#### Data shown ####
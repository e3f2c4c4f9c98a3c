//! Ingestion Pipeline main entry

use std::collections::HashMap;
use std::sync::Arc;

use contracts::{FrameCallback, TelemetryCallback, TelemetryFeed, VideoFeed};
use tracing::{debug, info, instrument, warn};

use crate::metrics::IngestionMetrics;
use crate::error::{IngestionError, Result};
use crate::telemetry::TelemetrySource;
use crate::video::VideoSource;

/// Ingestion Pipeline
///
/// Owns the telemetry and video latest-value cells and the feeds that write
/// them. Mock and real feeds register the same way.
pub struct IngestionPipeline {
    telemetry: TelemetrySource,
    video: VideoSource,

    telemetry_feeds: HashMap<String, Box<dyn TelemetryFeed>>,
    video_feeds: HashMap<String, Box<dyn VideoFeed>>,

    /// Shared metrics
    metrics: Arc<IngestionMetrics>,
}

impl Default for IngestionPipeline {
    fn default() -> Self {
        Self::new()
    }
}

impl IngestionPipeline {
    /// Create new Ingestion Pipeline with empty cells
    pub fn new() -> Self {
        Self {
            telemetry: TelemetrySource::new(),
            video: VideoSource::new(),
            telemetry_feeds: HashMap::new(),
            video_feeds: HashMap::new(),
            metrics: Arc::new(IngestionMetrics::new()),
        }
    }

    /// Register a telemetry feed
    #[instrument(
        name = "ingestion_register_telemetry_feed",
        skip(self, feed),
        fields(feed = %feed.name())
    )]
    pub fn register_telemetry_feed(&mut self, feed: Box<dyn TelemetryFeed>) -> Result<()> {
        let name = feed.name().to_string();
        if self.telemetry_feeds.contains_key(&name) {
            return Err(IngestionError::DuplicateFeed { name });
        }
        debug!(feed = %name, "registered telemetry feed");
        self.telemetry_feeds.insert(name, feed);
        Ok(())
    }

    /// Register a video feed
    #[instrument(
        name = "ingestion_register_video_feed",
        skip(self, feed),
        fields(feed = %feed.name())
    )]
    pub fn register_video_feed(&mut self, feed: Box<dyn VideoFeed>) -> Result<()> {
        let name = feed.name().to_string();
        if self.video_feeds.contains_key(&name) {
            return Err(IngestionError::DuplicateFeed { name });
        }
        debug!(feed = %name, "registered video feed");
        self.video_feeds.insert(name, feed);
        Ok(())
    }

    /// Start all registered feeds
    #[instrument(name = "ingestion_start_all", skip(self))]
    pub fn start_all(&self) {
        info!(
            telemetry_feeds = self.telemetry_feeds.len(),
            video_feeds = self.video_feeds.len(),
            "starting all feeds"
        );
        for feed in self.telemetry_feeds.values() {
            self.start_telemetry_feed(feed.as_ref());
        }
        for feed in self.video_feeds.values() {
            self.start_video_feed(feed.as_ref());
        }
    }

    /// Stop all feeds
    #[instrument(name = "ingestion_stop_all", skip(self))]
    pub fn stop_all(&self) {
        info!(
            feeds = self.telemetry_feeds.len() + self.video_feeds.len(),
            "stopping all feeds"
        );
        for feed in self.telemetry_feeds.values() {
            if feed.is_listening() {
                debug!(feed = %feed.name(), "stopping telemetry feed");
                feed.stop();
            }
        }
        for feed in self.video_feeds.values() {
            if feed.is_listening() {
                debug!(feed = %feed.name(), "stopping video feed");
                feed.stop();
            }
        }
    }

    fn start_telemetry_feed(&self, feed: &dyn TelemetryFeed) {
        if feed.is_listening() {
            return;
        }
        debug!(feed = %feed.name(), "starting telemetry feed");
        let telemetry = self.telemetry.clone();
        let metrics = self.metrics.clone();
        let callback: TelemetryCallback = Arc::new(move |sample| {
            metrics.record_sample(sample.channel());
            telemetry.ingest(sample);
        });
        feed.listen(callback);
    }

    fn start_video_feed(&self, feed: &dyn VideoFeed) {
        if feed.is_listening() {
            return;
        }
        debug!(feed = %feed.name(), "starting video feed");
        let video = self.video.clone();
        let metrics = self.metrics.clone();
        let feed_name = feed.name().to_string();
        let callback: FrameCallback = Arc::new(move |frame| match video.publish(frame) {
            Ok(_) => metrics.record_frame(),
            Err(e) => {
                metrics.record_rejected_frame();
                warn!(feed = %feed_name, error = %e, "frame rejected");
            }
        });
        feed.listen(callback);
    }

    /// Telemetry cells (clone to hand to a reader)
    pub fn telemetry(&self) -> &TelemetrySource {
        &self.telemetry
    }

    /// Video cell (clone to hand to a reader)
    pub fn video(&self) -> &VideoSource {
        &self.video
    }

    /// Get metrics reference
    pub fn metrics(&self) -> Arc<IngestionMetrics> {
        self.metrics.clone()
    }

    /// Registered feed count
    pub fn feed_count(&self) -> usize {
        self.telemetry_feeds.len() + self.video_feeds.len()
    }

    /// Check if the named feed is listening
    pub fn is_feed_listening(&self, name: &str) -> Result<bool> {
        if let Some(feed) = self.telemetry_feeds.get(name) {
            return Ok(feed.is_listening());
        }
        self.video_feeds
            .get(name)
            .map(|f| f.is_listening())
            .ok_or_else(|| IngestionError::FeedNotFound {
                name: name.to_string(),
            })
    }
}

impl Drop for IngestionPipeline {
    fn drop(&mut self) {
        self.stop_all();
    }
}
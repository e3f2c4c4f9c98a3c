//! NetworkSink - one UDP datagram per snapshot record
//!
//! Delivery is best effort. A datagram that no one receives is not an error;
//! a record too large for one datagram is.

use std::collections::HashMap;
use std::net::SocketAddr;
use std::str::FromStr;

use contracts::{AnalysisSnapshot, ContractError, ResultSink, SnapshotRecord};
use tokio::net::UdpSocket;
use tracing::{debug, instrument, warn};

use super::param;

/// Fits one IPv4 UDP datagram
const DEFAULT_MAX_DATAGRAM: usize = 65_000;

/// Wire encoding of the record
#[derive(Debug, Clone, Copy, PartialEq, Eq, Default)]
pub enum NetworkFormat {
    #[default]
    Json,
    /// Compact, for receivers built against the same record types
    Bincode,
}

impl NetworkFormat {
    fn encode(self, record: &SnapshotRecord) -> Result<Vec<u8>, String> {
        match self {
            Self::Json => serde_json::to_vec(record).map_err(|e| e.to_string()),
            Self::Bincode => bincode::serialize(record).map_err(|e| e.to_string()),
        }
    }
}

impl FromStr for NetworkFormat {
    type Err = String;

    fn from_str(s: &str) -> Result<Self, Self::Err> {
        match s {
            "json" => Ok(Self::Json),
            "bincode" => Ok(Self::Bincode),
            other => Err(format!("expected json or bincode, got {other}")),
        }
    }
}

#[derive(Debug, Clone)]
pub struct NetworkSinkConfig {
    /// Receiver address
    pub addr: SocketAddr,
    pub format: NetworkFormat,
    /// Records that encode larger than this are refused
    pub max_packet_size: usize,
}

impl NetworkSinkConfig {
    /// Read `addr` (required), `format` and `max_packet_size`
    pub fn from_params(params: &HashMap<String, String>) -> Result<Self, ContractError> {
        let addr = param(params, "addr")?.ok_or_else(|| {
            ContractError::config_validation("params.addr", "a network sink needs a receiver addr")
        })?;
        Ok(Self {
            addr,
            format: param(params, "format")?.unwrap_or_default(),
            max_packet_size: param(params, "max_packet_size")?.unwrap_or(DEFAULT_MAX_DATAGRAM),
        })
    }
}

/// Sends the pixel-free [`SnapshotRecord`] of every snapshot to one receiver
pub struct NetworkSink {
    name: String,
    config: NetworkSinkConfig,
    /// `None` once closed
    socket: Option<UdpSocket>,
}

impl NetworkSink {
    #[instrument(name = "network_sink_connect", skip(name, config), fields(target = %config.addr))]
    pub async fn new(name: impl Into<String>, config: NetworkSinkConfig) -> std::io::Result<Self> {
        let local: SocketAddr = if config.addr.is_ipv6() {
            ([0u16; 8], 0).into()
        } else {
            ([0u8; 4], 0).into()
        };
        let socket = UdpSocket::bind(local).await?;
        socket.connect(config.addr).await?;

        let name = name.into();
        debug!(sink = %name, local = ?socket.local_addr().ok(), "NetworkSink ready");
        Ok(Self {
            name,
            config,
            socket: Some(socket),
        })
    }

    /// Build from a blueprint sink's params
    pub async fn from_params(
        name: impl Into<String>,
        params: &HashMap<String, String>,
    ) -> Result<Self, ContractError> {
        let name = name.into();
        let config = NetworkSinkConfig::from_params(params)?;
        Self::new(name.clone(), config)
            .await
            .map_err(|e| ContractError::SinkConnection {
                sink_name: name,
                message: e.to_string(),
            })
    }

    fn datagram(&self, snapshot: &AnalysisSnapshot) -> Result<Vec<u8>, ContractError> {
        let bytes = self
            .config
            .format
            .encode(&snapshot.to_record())
            .map_err(|e| ContractError::sink_write(&self.name, format!("encode: {e}")))?;

        if bytes.len() > self.config.max_packet_size {
            return Err(ContractError::sink_write(
                &self.name,
                format!(
                    "{} tracks encode to {} bytes, limit is {}",
                    snapshot.tracks.len(),
                    bytes.len(),
                    self.config.max_packet_size
                ),
            ));
        }
        Ok(bytes)
    }
}

impl ResultSink for NetworkSink {
    fn name(&self) -> &str {
        &self.name
    }

    #[instrument(
        name = "network_sink_write",
        skip(self, snapshot),
        fields(sink = %self.name, sequence = snapshot.sequence)
    )]
    async fn write(&mut self, snapshot: &AnalysisSnapshot) -> Result<(), ContractError> {
        let Some(socket) = self.socket.as_ref() else {
            return Err(ContractError::sink_write(&self.name, "sink is closed"));
        };
        let datagram = self.datagram(snapshot)?;

        // refused or unreachable receivers only cost this one datagram
        match socket.send(&datagram).await {
            Ok(sent) => debug!(bytes = sent, tracks = snapshot.tracks.len(), "record sent"),
            Err(e) => warn!(sink = %self.name, error = %e, "record not sent"),
        }
        Ok(())
    }

    async fn flush(&mut self) -> Result<(), ContractError> {
        Ok(())
    }

    #[instrument(name = "network_sink_close", skip(self))]
    async fn close(&mut self) -> Result<(), ContractError> {
        if self.socket.take().is_some() {
            debug!(sink = %self.name, "NetworkSink closed");
        }
        Ok(())
    }
}
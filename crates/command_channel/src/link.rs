//! VehicleLink trait - the command side of the vehicle connection

use contracts::GeoPoint;

use crate::Result;

/// Vehicle operations the command channel can trigger
///
/// Methods take `&self` so a link can serve concurrent commands; the
/// channel never holds a lock while awaiting one.
#[trait_variant::make(VehicleLink: Send)]
pub trait LocalVehicleLink {
    /// Link name (used for logging/errors)
    fn name(&self) -> &str;

    /// Point the gimbal (radians, relative to the body)
    async fn set_gimbal_angles(&self, roll: f64, pitch: f64, yaw: f64) -> Result<()>;

    /// Lock the gimbal onto a ground location
    async fn set_roi(&self, target: GeoPoint) -> Result<()>;

    /// Release the region of interest
    async fn disable_roi(&self) -> Result<()>;
}
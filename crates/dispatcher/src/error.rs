//! Dispatcher error types

use contracts::{ContractError, SinkType};
use thiserror::Error;

#[derive(Debug, Error)]
pub enum DispatcherError {
    /// A configured sink could not be opened; nothing was started
    #[error("cannot open {sink_type:?} sink '{name}': {source}")]
    SinkCreation {
        name: String,
        sink_type: SinkType,
        #[source]
        source: ContractError,
    },
}

impl DispatcherError {
    pub fn sink_creation(
        name: impl Into<String>,
        sink_type: SinkType,
        source: ContractError,
    ) -> Self {
        Self::SinkCreation {
            name: name.into(),
            sink_type,
            source,
        }
    }

    /// Name of the sink that failed
    pub fn sink_name(&self) -> &str {
        match self {
            Self::SinkCreation { name, .. } => name,
        }
    }
}
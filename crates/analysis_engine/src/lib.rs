//! # Analysis Engine
//!
//! The perception loop: freshest frame and telemetry in, geo-referenced
//! tracks out.
//!
//! Each iteration:
//! - reads the latest frame and vehicle state without blocking
//! - runs the detector with the current [`DetectionSettings`]
//! - feeds the tracker and projects every track onto the terrain
//! - swaps a new [`AnalysisSnapshot`] into the output cell
//!
//! ## Example
//!
//! ```ignore
//! use analysis_engine::{AnalysisLoop, IouTracker, ScriptedDetector};
//!
//! let analysis = AnalysisLoop::new(
//!     pipeline.telemetry().clone(),
//!     pipeline.video().clone(),
//!     Box::new(detector),
//!     Box::new(IouTracker::default()),
//!     projector,
//! );
//! let snapshots = analysis.snapshots();
//!
//! let handle = analysis.spawn()?;
//! // ... read snapshots.latest() ...
//! handle.stop();
//! let summary = handle.join()?;
//! ```

mod engine;
mod error;
mod iou_tracker;
pub mod mock;
mod settings;

pub use engine::{
    AnalysisHandle, AnalysisLoop, AnalysisLoopConfig, IterationOutcome, LoopCounters, LoopStats,
    SkipReason,
};
pub use error::{AnalysisError, Result};
pub use iou_tracker::{IouTracker, IouTrackerConfig};
pub use mock::ScriptedDetector;
pub use settings::SettingsHandle;

pub use contracts::{AnalysisSnapshot, DetectionSettings, IterationMeta};
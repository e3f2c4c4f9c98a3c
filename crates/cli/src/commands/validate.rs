//! `validate` command implementation.

use anyhow::{Context, Result};
use contracts::{CoveragePolicy, MissionBlueprint, SinkType, TerrainConfig};
use serde::Serialize;
use tracing::info;

use crate::cli::ValidateArgs;

/// Validation result for JSON output
#[derive(Serialize)]
struct ValidationResult {
    valid: bool,
    config_path: String,
    #[serde(skip_serializing_if = "Option::is_none")]
    error: Option<String>,
    #[serde(skip_serializing_if = "Option::is_none")]
    warnings: Option<Vec<String>>,
    #[serde(skip_serializing_if = "Option::is_none")]
    summary: Option<ConfigSummary>,
}

#[derive(Serialize)]
struct ConfigSummary {
    version: String,
    link: String,
    terrain: String,
    confidence_threshold: f32,
    max_detections: usize,
    sink_count: usize,
}

/// Execute the `validate` command
pub fn run_validate(args: &ValidateArgs) -> Result<()> {
    info!(config = %args.config.display(), "Validating configuration");

    let result = validate_config(args);

    if args.json {
        let json = serde_json::to_string_pretty(&result)
            .context("Failed to serialize validation result")?;
        println!("{}", json);
    } else {
        print_validation_result(&result);
    }

    if result.valid {
        Ok(())
    } else {
        anyhow::bail!("Configuration validation failed")
    }
}

fn validate_config(args: &ValidateArgs) -> ValidationResult {
    let config_path = args.config.display().to_string();

    if !args.config.exists() {
        return ValidationResult {
            valid: false,
            config_path,
            error: Some(format!("File not found: {}", args.config.display())),
            warnings: None,
            summary: None,
        };
    }

    match config_loader::ConfigLoader::load_from_path(&args.config) {
        Ok(blueprint) => {
            let warnings = collect_warnings(&blueprint);
            ValidationResult {
                valid: true,
                config_path,
                error: None,
                warnings: (!warnings.is_empty()).then_some(warnings),
                summary: Some(ConfigSummary {
                    version: format!("{:?}", blueprint.version),
                    link: blueprint.link.address.clone(),
                    terrain: terrain_label(&blueprint.projection.terrain),
                    confidence_threshold: blueprint.analysis.settings.confidence_threshold,
                    max_detections: blueprint.analysis.settings.max_detections,
                    sink_count: blueprint.sinks.len(),
                }),
            }
        }
        Err(e) => ValidationResult {
            valid: false,
            config_path,
            error: Some(e.to_string()),
            warnings: None,
            summary: None,
        },
    }
}

pub(crate) fn terrain_label(terrain: &TerrainConfig) -> String {
    match terrain {
        TerrainConfig::Flat { elevation } => format!("flat ({elevation} m)"),
        TerrainConfig::Dem { paths } => format!("dem ({} tiles)", paths.len()),
    }
}

/// Collect configuration warnings (non-fatal issues)
fn collect_warnings(blueprint: &MissionBlueprint) -> Vec<String> {
    let mut warnings = Vec::new();

    if blueprint.sinks.is_empty() {
        warnings.push("No sinks configured - snapshots are only kept in memory".to_string());
    }

    if !blueprint
        .sinks
        .iter()
        .any(|s| s.sink_type != SinkType::Log)
    {
        warnings.push("No file or network sink - results are not persisted".to_string());
    }

    if matches!(blueprint.projection.terrain, TerrainConfig::Flat { .. })
        && blueprint.projection.coverage != CoveragePolicy::Unresolved
    {
        warnings.push("coverage policy has no effect on flat terrain".to_string());
    }

    if blueprint.analysis.settings.confidence_threshold == 0.0 {
        warnings.push("confidence_threshold is 0 - every detection is kept".to_string());
    }

    warnings
}

fn print_validation_result(result: &ValidationResult) {
    if result.valid {
        println!("✓ Configuration is valid: {}", result.config_path);

        if let Some(ref summary) = result.summary {
            println!("\n  Version: {}", summary.version);
            println!("  Link: {}", summary.link);
            println!("  Terrain: {}", summary.terrain);
            println!("  Confidence threshold: {}", summary.confidence_threshold);
            println!("  Max detections: {}", summary.max_detections);
            println!("  Sinks: {}", summary.sink_count);
        }

        if let Some(ref warnings) = result.warnings {
            println!("\n⚠ Warnings:");
            for warning in warnings {
                println!("  - {}", warning);
            }
        }
    } else {
        println!("✗ Configuration is invalid: {}", result.config_path);
        if let Some(ref error) = result.error {
            println!("\n  Error: {}", error);
        }
    }
}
####
◆ **Task description**:
Find the word "CoveragePolicy" in the records and pull out each line that has it.

◆ **Worked solution**:
use contracts::{CoveragePolicy, MissionBlueprint, SinkType, TerrainConfig};
        && blueprint.projection.coverage != CoveragePolicy::Unresolved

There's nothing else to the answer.